Lilian Edwards has raised the bar in this debate to a high level in her {piece on this: http://www.scl.org/site.aspx?i=ed28102} but, while I agree with much of what she says and strongly recommend that you read her piece, I differ on both the level of problem and the solution.
I feel that there is a wholly unjustified feeling that cyber-comments are more strictly controlled than casual comments made in the real world {i}publicly{/i}. If you are daft enough to wander the streets of Huddersfield the day after a number of soldiers have been killed in Afghanistan, shouting obscenities and saying that all soldiers deserve to go to hell, you might be glad of the police arresting you because the alternative forms of justice might be worse. If you were to loudly declare in your local park during the Olympics that Tom Daley was anything other than perfect, you might be in trouble – and you would certainly be liable to prosecution if you shouted awful things to him and his nearest and dearest. Free speech in the real world is not totally free.
The fact that the Communications Act 2003, s 127 was very obviously abused in the Paul Chambers case does not turn every foul-mouthed idiot into a freedom fighter. The widespread ignorance of the distinction between truly private comment and, eg, tweets to followers is a complication that needs to be addressed by education not petitions seeking absolution for any inexcusable behaviour.

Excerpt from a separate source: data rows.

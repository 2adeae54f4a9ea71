use std::ffi::OsString;

use clap::App;
use tracing::debug;

use crate::config::{DemoConfig, DemoKind};
use crate::demos;
use crate::error::GlcError;

/// Parses a full command line (program name first) into the demo to run and its settings.
pub fn parse_args<I, T>(args: I) -> Result<(DemoKind, DemoConfig), GlcError>
where
    I: IntoIterator<Item = T>,
    T: Into<OsString> + Clone,
{
    let yaml = load_yaml!("cli.yaml");
    let matches = App::from_yaml(yaml).get_matches_from_safe(args)?;

    let (name, demo_matches) = matches.subcommand();
    let demo = name.parse::<DemoKind>().map_err(|e| {
        clap::Error::with_description(&e, clap::ErrorKind::UnrecognizedSubcommand)
    })?;

    let config = DemoConfig::from_matches(&matches, demo_matches)?;

    Ok((demo, config))
}

pub fn cli_main() -> Result<(), GlcError> {
    let (demo, config) = match parse_args(std::env::args_os()) {
        Ok(parsed) => parsed,
        // Covers --help and --version too, which clap reports as errors
        Err(GlcError::Cli(e)) => e.exit(),
        Err(e) => return Err(e),
    };

    debug!(?demo, ?config, "starting");

    demos::run(demo, config)
}

#[cfg(test)]
mod test {
    use super::*;
    use std::path::PathBuf;

    #[test]
    fn defaults_match_the_classic_window() {
        let (demo, config) = parse_args(vec!["glcollection", "cube"]).unwrap();

        assert_eq!(demo, DemoKind::Cube);
        assert_eq!(config, DemoConfig::default());
        assert_eq!((config.width, config.height), (640, 480));
    }

    #[test]
    fn every_demo_has_a_subcommand() {
        let cases = [
            ("cube", DemoKind::Cube),
            ("screen-quad", DemoKind::ScreenQuad),
            ("screenshot", DemoKind::Screenshot),
            ("normals", DemoKind::Normals),
        ];

        for (name, kind) in cases.iter() {
            let (demo, _) = parse_args(vec!["glcollection", *name]).unwrap();
            assert_eq!(demo, *kind);
        }
    }

    #[test]
    fn window_options_come_before_the_demo() {
        let (_, config) = parse_args(vec![
            "glcollection", "--width", "800", "--height", "600",
            "--screenshot-dir", "/tmp/shots", "screenshot",
        ]).unwrap();

        assert_eq!((config.width, config.height), (800, 600));
        assert_eq!(config.screenshot_dir, PathBuf::from("/tmp/shots"));
    }

    #[test]
    fn window_options_also_come_after_the_demo() {
        let (demo, config) = parse_args(vec!["glcollection", "cube", "--width", "800"]).unwrap();
        assert_eq!(demo, DemoKind::Cube);
        assert_eq!((config.width, config.height), (800, 480));

        let (_, config) = parse_args(vec![
            "glcollection", "--height", "600", "normals",
            "--screenshot-dir", "/tmp/shots", "--normal-length", "0.5",
        ]).unwrap();
        assert_eq!((config.width, config.height), (640, 600));
        assert_eq!(config.screenshot_dir, PathBuf::from("/tmp/shots"));
        assert_eq!(config.normal_length, 0.5);
    }

    #[test]
    fn bad_window_options_after_the_demo_are_cli_errors() {
        let result = parse_args(vec!["glcollection", "screenshot", "--width", "0"]);
        assert!(matches!(result, Err(GlcError::Cli(_))));
    }

    #[test]
    fn normals_options() {
        let (demo, config) = parse_args(vec![
            "glcollection", "normals", "--model", "models/teapot.obj",
            "--shader-dir", "assets/shaders", "--normal-length", "0.5",
        ]).unwrap();

        assert_eq!(demo, DemoKind::Normals);
        assert_eq!(config.model, PathBuf::from("models/teapot.obj"));
        assert_eq!(config.shader_dir, PathBuf::from("assets/shaders"));
        assert_eq!(config.normal_length, 0.5);
    }

    #[test]
    fn bad_numbers_are_cli_errors() {
        let result = parse_args(vec!["glcollection", "--width", "wide", "cube"]);
        assert!(matches!(result, Err(GlcError::Cli(_))));

        let result = parse_args(vec!["glcollection", "--height", "0", "cube"]);
        assert!(matches!(result, Err(GlcError::Cli(_))));

        let result = parse_args(vec!["glcollection", "normals", "--normal-length", "long"]);
        assert!(matches!(result, Err(GlcError::Cli(_))));
    }

    #[test]
    fn a_demo_is_required() {
        assert!(parse_args(vec!["glcollection"]).is_err());
        assert!(parse_args(vec!["glcollection", "teapot"]).is_err());
    }

    #[test]
    fn titles_and_centring() {
        assert_eq!(DemoKind::Cube.title(), "Cube - GLCollection");
        assert_eq!(DemoKind::Normals.title(), "Visualizing Normals - GLCollection");
        assert!(DemoKind::Screenshot.centered());
        assert!(!DemoKind::ScreenQuad.centered());
    }
}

In fact, it could be argued that the s 127 test that something must be ‘grossly offensive’ is a weaker test than that which applies under the {Public Order Act 1986, s 4A: http://www.legislation.gov.uk/ukpga/1986/64} and that there is thus greater freedom online than in the real world (though I accept that, though much used, s 127 is not the only provision available). My personal preference is for a tailored law on online comments not dissimilar to s 4A rather than something like s 127 which, as Lilian Edwards rightly points out, was not really designed for these sorts of situations.

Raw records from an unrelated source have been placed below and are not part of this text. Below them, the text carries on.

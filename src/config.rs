use std::path::PathBuf;
use std::str::FromStr;

use clap::{ArgMatches, ErrorKind};

use crate::error::GlcError;

/// Which of the examples to run.
#[derive(Clone, Copy, Debug, PartialEq, Eq)]
pub enum DemoKind {
    Cube,
    ScreenQuad,
    Screenshot,
    Normals,
}

impl DemoKind {
    /// Window title, in the `"<Name> - GLCollection"` form.
    pub fn title(self) -> &'static str {
        match self {
            DemoKind::Cube => "Cube - GLCollection",
            DemoKind::ScreenQuad => "Screen Quad - GLCollection",
            DemoKind::Screenshot => "Screenshot - GLCollection",
            DemoKind::Normals => "Visualizing Normals - GLCollection",
        }
    }

    /// Whether the window gets moved to the middle of its monitor before it's shown.
    pub fn centered(self) -> bool {
        self != DemoKind::ScreenQuad
    }
}

impl FromStr for DemoKind {
    type Err = String;

    fn from_str(s: &str) -> Result<Self, Self::Err> {
        match s {
            "cube" => Ok(DemoKind::Cube),
            "screen-quad" => Ok(DemoKind::ScreenQuad),
            "screenshot" => Ok(DemoKind::Screenshot),
            "normals" => Ok(DemoKind::Normals),
            other => Err(format!("unknown demo `{}`", other)),
        }
    }
}

/// Settings shared by the demos, plus the few only `normals` reads.
#[derive(Clone, Debug, PartialEq)]
pub struct DemoConfig {
    pub width: u32,
    pub height: u32,
    pub screenshot_dir: PathBuf,
    pub model: PathBuf,
    pub shader_dir: PathBuf,
    pub normal_length: f32,
}

impl Default for DemoConfig {
    fn default() -> Self {
        DemoConfig {
            width: 640,
            height: 480,
            screenshot_dir: PathBuf::from("screenshots"),
            model: PathBuf::from("models/icosahedron.obj"),
            shader_dir: PathBuf::from("shaders"),
            normal_length: 0.2,
        }
    }
}

fn positive(name: &str, value: u32) -> Result<u32, clap::Error> {
    if value == 0 {
        Err(clap::Error::with_description(
            &format!("--{} must be greater than zero", name),
            ErrorKind::InvalidValue,
        ))
    } else {
        Ok(value)
    }
}

/// The window options are global, so they can come before or after the demo name. Whichever set
/// of matches actually holds `name` wins, with the demo's own taking precedence.
fn holding<'m, 'a>(
    matches: &'m ArgMatches<'a>,
    demo_matches: Option<&'m ArgMatches<'a>>,
    name: &str,
) -> Option<&'m ArgMatches<'a>> {
    demo_matches
        .filter(|sub| sub.is_present(name))
        .or_else(|| Some(matches).filter(|m| m.is_present(name)))
}

impl DemoConfig {
    /// Reads the window options from whichever of `matches` or `demo_matches` holds them, and the
    /// `normals` options from `demo_matches`. Anything not given keeps its default.
    pub fn from_matches<'a>(
        matches: &ArgMatches<'a>,
        demo_matches: Option<&ArgMatches<'a>>,
    ) -> Result<Self, GlcError> {
        let mut config = DemoConfig::default();

        if let Some(m) = holding(matches, demo_matches, "width") {
            config.width = positive("width", value_t!(m, "width", u32)?)?;
        }
        if let Some(m) = holding(matches, demo_matches, "height") {
            config.height = positive("height", value_t!(m, "height", u32)?)?;
        }
        if let Some(dir) = holding(matches, demo_matches, "screenshot-dir")
            .and_then(|m| m.value_of_os("screenshot-dir"))
        {
            config.screenshot_dir = PathBuf::from(dir);
        }

        if let Some(sub) = demo_matches {
            if let Some(model) = sub.value_of_os("model") {
                config.model = PathBuf::from(model);
            }
            if let Some(dir) = sub.value_of_os("shader-dir") {
                config.shader_dir = PathBuf::from(dir);
            }
            if sub.is_present("normal-length") {
                config.normal_length = value_t!(sub, "normal-length", f32)?;
            }
        }

        Ok(config)
    }
}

My view is that the whole issue needs to be referred to the Law Commission – it is what it is for – with a brief that (a) the law online should as closely as possible reflect the law on offline comments and (b) that the Commission moves a good deal more quickly than usual. There is a strong argument that the effect of {i}Chambers v DPP{/i} is to create an unworkable definition of public telecommunications network (see Watson and Ingram on the SCL site {here: http://www.scl.org/site.aspx?i=ed27370}).

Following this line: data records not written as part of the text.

//! Loading of Wavefront OBJ meshes.
//!
//! Loading happens in two steps. [`ObjMesh::parse`] reads the attribute lists and the polygons
//! that index into them, exactly as they appear in the file. [`ObjMesh::triangulate`] then flattens
//! that into a plain triangle list, which is what gets uploaded to a vertex buffer.
//!
//! Only geometry is read: `v`, `vt`, `vn` and `f`. Anything else (objects, groups, smoothing,
//! materials) is skipped.

use std::fs;
use std::path::Path;
use std::str::FromStr;

use thiserror::Error;

use crate::mesh::{face_normal, MeshVertex};

#[derive(Debug, Error)]
pub enum ObjError {
    #[error("error reading {path}: {source}")]
    Io {
        path: String,
        #[source]
        source: std::io::Error,
    },

    #[error("line {line}: expected a number, found `{found}`")]
    BadNumber { line: usize, found: String },

    #[error("line {line}: `{keyword}` needs {expected} components")]
    MissingComponents { line: usize, keyword: &'static str, expected: usize },

    #[error("line {line}: bad face corner `{found}`")]
    BadCorner { line: usize, found: String },

    #[error("line {line}: a face needs at least 3 corners, found {found}")]
    DegenerateFace { line: usize, found: usize },

    #[error("line {line}: {kind} index {index} is out of range")]
    IndexOutOfRange { line: usize, kind: &'static str, index: i64 },
}

/// One corner of a face, holding zero-based indices into the mesh's attribute lists.
#[derive(Clone, Copy, Debug, PartialEq)]
pub struct Corner {
    pub position: usize,
    pub tex_coord: Option<usize>,
    pub normal: Option<usize>,
}

/// A mesh as written in the file, polygons and all.
#[derive(Clone, Debug, Default, PartialEq)]
pub struct ObjMesh {
    pub positions: Vec<[f32; 3]>,
    pub tex_coords: Vec<[f32; 2]>,
    pub normals: Vec<[f32; 3]>,
    pub faces: Vec<Vec<Corner>>,
}

/// A flat list of triangles, three vertices each.
#[derive(Clone, Debug, Default, PartialEq)]
pub struct TriangleMesh {
    pub vertices: Vec<MeshVertex>,
}

impl TriangleMesh {
    pub fn vertex_count(&self) -> usize {
        self.vertices.len()
    }

    pub fn triangle_count(&self) -> usize {
        self.vertices.len() / 3
    }
}

/// Reads and triangulates the OBJ file at `path`.
pub fn load<P: AsRef<Path>>(path: P) -> Result<TriangleMesh, ObjError> {
    let path = path.as_ref();
    let source = fs::read_to_string(path).map_err(|source| ObjError::Io {
        path: path.display().to_string(),
        source,
    })?;

    Ok(ObjMesh::parse(&source)?.triangulate())
}

fn parse_components<T: FromStr, const N: usize>(
    line: usize,
    keyword: &'static str,
    args: &[&str],
    required: usize,
) -> Result<[T; N], ObjError>
where
    T: Copy + Default,
{
    if args.len() < required {
        return Err(ObjError::MissingComponents { line, keyword, expected: required });
    }

    let mut out = [T::default(); N];
    for (o, arg) in out.iter_mut().zip(args.iter()) {
        *o = arg.parse().map_err(|_| ObjError::BadNumber {
            line,
            found: arg.to_string(),
        })?;
    }

    Ok(out)
}

/// Turns a one-based (or negative, counting back from the end) OBJ index into a zero-based one.
fn resolve_index(
    line: usize,
    kind: &'static str,
    raw: &str,
    len: usize,
) -> Result<usize, ObjError> {
    let index: i64 = raw.parse().map_err(|_| ObjError::BadNumber {
        line,
        found: raw.to_string(),
    })?;

    let resolved = if index > 0 {
        index - 1
    } else {
        len as i64 + index
    };

    if index == 0 || resolved < 0 || resolved >= len as i64 {
        return Err(ObjError::IndexOutOfRange { line, kind, index });
    }

    Ok(resolved as usize)
}

impl ObjMesh {
    pub fn parse(source: &str) -> Result<Self, ObjError> {
        let mut mesh = ObjMesh::default();

        for (n, raw_line) in source.lines().enumerate() {
            let line = n + 1;

            // Strip comments
            let content = match raw_line.find('#') {
                Some(i) => &raw_line[..i],
                None => raw_line,
            };

            let mut words = content.split_whitespace();
            let keyword = match words.next() {
                Some(k) => k,
                None => continue,
            };
            let args: Vec<&str> = words.collect();

            match keyword {
                "v" => mesh.positions.push(parse_components(line, "v", &args, 3)?),
                "vn" => mesh.normals.push(parse_components(line, "vn", &args, 3)?),
                // The v coordinate is optional for 1D textures
                "vt" => mesh.tex_coords.push(parse_components(line, "vt", &args, 1)?),
                "f" => {
                    let face = mesh.parse_face(line, &args)?;
                    mesh.faces.push(face);
                }
                _ => {}
            }
        }

        Ok(mesh)
    }

    fn parse_face(&self, line: usize, args: &[&str]) -> Result<Vec<Corner>, ObjError> {
        if args.len() < 3 {
            return Err(ObjError::DegenerateFace { line, found: args.len() });
        }

        args.iter().map(|arg| self.parse_corner(line, arg)).collect()
    }

    /// Parses `v`, `v/vt`, `v//vn` or `v/vt/vn`.
    fn parse_corner(&self, line: usize, corner: &str) -> Result<Corner, ObjError> {
        let parts: Vec<&str> = corner.split('/').collect();

        if parts.is_empty() || parts.len() > 3 || parts[0].is_empty() {
            return Err(ObjError::BadCorner { line, found: corner.to_string() });
        }

        let position = resolve_index(line, "position", parts[0], self.positions.len())?;

        let tex_coord = match parts.get(1) {
            Some(s) if !s.is_empty() => {
                Some(resolve_index(line, "texture coordinate", s, self.tex_coords.len())?)
            }
            _ => None,
        };

        let normal = match parts.get(2) {
            Some(s) if !s.is_empty() => {
                Some(resolve_index(line, "normal", s, self.normals.len())?)
            }
            Some(_) => return Err(ObjError::BadCorner { line, found: corner.to_string() }),
            None => None,
        };

        Ok(Corner { position, tex_coord, normal })
    }

    fn vertex(&self, corner: &Corner, fallback_normal: [f32; 3]) -> MeshVertex {
        MeshVertex {
            position: self.positions[corner.position],
            normal: corner.normal.map_or(fallback_normal, |i| self.normals[i]),
            tex_coord: corner.tex_coord.map_or([0.0, 0.0], |i| self.tex_coords[i]),
        }
    }

    /// Fans every polygon out from its first corner into triangles. Corners without a normal get
    /// the normal of the triangle they end up in.
    pub fn triangulate(&self) -> TriangleMesh {
        let triangle_count: usize = self.faces.iter().map(|f| f.len().saturating_sub(2)).sum();
        let mut vertices = Vec::with_capacity(triangle_count * 3);

        for face in self.faces.iter().filter(|f| f.len() >= 3) {
            let first = &face[0];

            for pair in face[1..].windows(2) {
                let corners = [first, &pair[0], &pair[1]];
                let normal = face_normal(
                    self.positions[corners[0].position],
                    self.positions[corners[1].position],
                    self.positions[corners[2].position],
                );

                vertices.extend(corners.iter().map(|c| self.vertex(c, normal)));
            }
        }

        TriangleMesh { vertices }
    }
}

It would be good if they could find an equivalent of the real world warning, where many a crisis and prosecution has been averted by an intervention that amounts to ‘if you don’t shut up, we’ll arrest you’. Perhaps YouTube and Twitter could develop technology that pauses, as it does when you are about to thoughtlessly retweet, and says ‘Do you really want to say that? Remember your mother and the police might read this.’
The DPP’s suggestion may give us a necessary quick fix but just tinkering with prosecution guidelines is not enough.